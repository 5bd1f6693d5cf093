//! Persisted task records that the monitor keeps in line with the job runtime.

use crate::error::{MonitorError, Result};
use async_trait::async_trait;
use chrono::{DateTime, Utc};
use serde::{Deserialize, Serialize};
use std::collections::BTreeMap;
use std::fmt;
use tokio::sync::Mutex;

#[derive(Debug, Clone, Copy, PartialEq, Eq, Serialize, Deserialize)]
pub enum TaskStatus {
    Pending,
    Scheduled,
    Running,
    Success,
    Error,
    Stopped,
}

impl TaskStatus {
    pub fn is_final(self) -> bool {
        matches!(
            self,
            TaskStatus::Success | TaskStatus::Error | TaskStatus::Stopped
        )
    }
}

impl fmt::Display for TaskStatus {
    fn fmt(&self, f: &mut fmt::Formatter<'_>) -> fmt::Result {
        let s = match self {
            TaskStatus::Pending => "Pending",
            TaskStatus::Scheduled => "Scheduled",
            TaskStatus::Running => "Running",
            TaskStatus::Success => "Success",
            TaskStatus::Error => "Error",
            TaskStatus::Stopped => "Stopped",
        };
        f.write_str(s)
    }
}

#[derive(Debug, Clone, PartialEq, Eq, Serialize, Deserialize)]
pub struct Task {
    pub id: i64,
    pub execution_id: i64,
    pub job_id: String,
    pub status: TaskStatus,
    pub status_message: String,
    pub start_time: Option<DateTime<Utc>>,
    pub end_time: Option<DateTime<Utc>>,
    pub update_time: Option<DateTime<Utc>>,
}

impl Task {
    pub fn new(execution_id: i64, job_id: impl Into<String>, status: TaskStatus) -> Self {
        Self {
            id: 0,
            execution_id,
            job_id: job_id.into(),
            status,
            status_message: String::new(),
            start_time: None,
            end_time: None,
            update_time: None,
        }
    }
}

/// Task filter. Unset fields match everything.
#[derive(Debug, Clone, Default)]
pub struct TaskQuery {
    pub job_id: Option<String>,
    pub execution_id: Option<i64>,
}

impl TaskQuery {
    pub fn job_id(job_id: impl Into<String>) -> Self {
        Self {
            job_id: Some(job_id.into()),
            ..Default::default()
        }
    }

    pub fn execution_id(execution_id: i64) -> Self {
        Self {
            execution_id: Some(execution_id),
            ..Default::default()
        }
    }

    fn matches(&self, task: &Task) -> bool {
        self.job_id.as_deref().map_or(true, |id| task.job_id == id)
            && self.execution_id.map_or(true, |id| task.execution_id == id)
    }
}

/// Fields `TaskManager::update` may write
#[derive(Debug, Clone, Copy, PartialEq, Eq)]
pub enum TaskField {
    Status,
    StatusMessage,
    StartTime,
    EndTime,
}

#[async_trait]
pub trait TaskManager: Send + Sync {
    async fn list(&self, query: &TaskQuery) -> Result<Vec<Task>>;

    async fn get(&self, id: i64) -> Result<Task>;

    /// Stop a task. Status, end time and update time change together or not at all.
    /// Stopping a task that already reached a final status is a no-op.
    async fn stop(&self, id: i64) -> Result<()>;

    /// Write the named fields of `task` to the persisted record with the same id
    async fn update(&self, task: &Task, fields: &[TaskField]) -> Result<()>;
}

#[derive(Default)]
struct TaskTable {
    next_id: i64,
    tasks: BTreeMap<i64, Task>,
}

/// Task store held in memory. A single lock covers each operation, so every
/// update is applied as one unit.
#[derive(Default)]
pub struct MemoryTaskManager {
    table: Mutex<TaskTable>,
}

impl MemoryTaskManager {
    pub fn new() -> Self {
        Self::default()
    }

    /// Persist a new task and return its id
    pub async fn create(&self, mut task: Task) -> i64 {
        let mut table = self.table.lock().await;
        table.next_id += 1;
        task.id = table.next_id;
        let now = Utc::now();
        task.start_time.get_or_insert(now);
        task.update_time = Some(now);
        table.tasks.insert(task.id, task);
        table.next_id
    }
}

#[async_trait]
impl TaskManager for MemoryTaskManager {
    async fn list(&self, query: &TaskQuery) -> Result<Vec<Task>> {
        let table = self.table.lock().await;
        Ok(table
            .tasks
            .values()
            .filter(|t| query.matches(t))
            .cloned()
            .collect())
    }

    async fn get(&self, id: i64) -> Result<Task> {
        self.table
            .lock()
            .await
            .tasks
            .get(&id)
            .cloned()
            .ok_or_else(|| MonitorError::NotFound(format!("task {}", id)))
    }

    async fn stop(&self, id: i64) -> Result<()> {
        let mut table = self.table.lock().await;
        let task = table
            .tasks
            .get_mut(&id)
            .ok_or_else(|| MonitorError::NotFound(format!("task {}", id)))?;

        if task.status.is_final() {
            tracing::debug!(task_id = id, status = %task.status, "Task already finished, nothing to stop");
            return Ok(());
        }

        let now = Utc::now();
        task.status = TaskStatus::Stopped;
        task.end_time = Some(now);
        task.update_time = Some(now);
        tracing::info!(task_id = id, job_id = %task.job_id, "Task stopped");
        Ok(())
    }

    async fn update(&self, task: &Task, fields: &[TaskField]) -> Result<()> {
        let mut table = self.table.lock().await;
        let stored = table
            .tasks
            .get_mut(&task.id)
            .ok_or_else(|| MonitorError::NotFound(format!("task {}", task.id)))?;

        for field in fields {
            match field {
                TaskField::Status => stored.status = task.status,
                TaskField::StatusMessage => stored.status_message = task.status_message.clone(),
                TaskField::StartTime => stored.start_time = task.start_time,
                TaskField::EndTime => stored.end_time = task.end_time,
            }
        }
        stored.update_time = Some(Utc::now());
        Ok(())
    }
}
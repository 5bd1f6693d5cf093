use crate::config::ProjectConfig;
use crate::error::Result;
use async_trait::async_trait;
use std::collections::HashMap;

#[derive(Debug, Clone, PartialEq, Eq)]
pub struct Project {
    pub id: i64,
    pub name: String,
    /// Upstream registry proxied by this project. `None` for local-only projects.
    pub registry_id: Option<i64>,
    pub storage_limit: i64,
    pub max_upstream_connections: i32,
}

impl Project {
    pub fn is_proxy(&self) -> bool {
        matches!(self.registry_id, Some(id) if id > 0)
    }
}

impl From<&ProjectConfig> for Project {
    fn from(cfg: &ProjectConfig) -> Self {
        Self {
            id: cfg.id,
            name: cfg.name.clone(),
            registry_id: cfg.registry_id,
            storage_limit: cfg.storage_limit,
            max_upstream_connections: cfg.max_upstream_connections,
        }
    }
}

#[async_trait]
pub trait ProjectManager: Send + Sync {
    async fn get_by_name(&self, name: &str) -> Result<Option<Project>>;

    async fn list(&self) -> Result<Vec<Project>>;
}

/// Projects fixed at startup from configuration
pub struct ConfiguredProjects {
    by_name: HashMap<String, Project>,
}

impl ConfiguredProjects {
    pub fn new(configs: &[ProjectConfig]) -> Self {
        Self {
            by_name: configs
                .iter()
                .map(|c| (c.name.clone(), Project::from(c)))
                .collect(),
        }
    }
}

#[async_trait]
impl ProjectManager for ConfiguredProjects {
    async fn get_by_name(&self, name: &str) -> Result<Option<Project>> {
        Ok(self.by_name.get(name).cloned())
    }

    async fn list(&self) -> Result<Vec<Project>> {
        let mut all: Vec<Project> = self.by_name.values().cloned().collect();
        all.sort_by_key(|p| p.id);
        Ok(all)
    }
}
—————
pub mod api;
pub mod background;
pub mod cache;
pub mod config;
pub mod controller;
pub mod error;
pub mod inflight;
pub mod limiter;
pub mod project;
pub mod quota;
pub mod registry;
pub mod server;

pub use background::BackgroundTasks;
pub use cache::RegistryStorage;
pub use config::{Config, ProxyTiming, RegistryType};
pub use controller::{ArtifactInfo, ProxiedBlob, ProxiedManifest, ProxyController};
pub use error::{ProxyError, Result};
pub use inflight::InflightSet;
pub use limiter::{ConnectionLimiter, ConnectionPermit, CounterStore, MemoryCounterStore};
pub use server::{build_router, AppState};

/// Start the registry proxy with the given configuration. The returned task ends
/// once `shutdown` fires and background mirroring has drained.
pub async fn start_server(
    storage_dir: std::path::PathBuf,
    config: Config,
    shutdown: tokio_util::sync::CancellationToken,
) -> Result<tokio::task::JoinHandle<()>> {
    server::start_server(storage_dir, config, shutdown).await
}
—————
■ The task: If a line in the data above contains "BTreeMap", return that line.

■ Solved exercise:
use std::collections::BTreeMap;
    tasks: BTreeMap<i64, Task>,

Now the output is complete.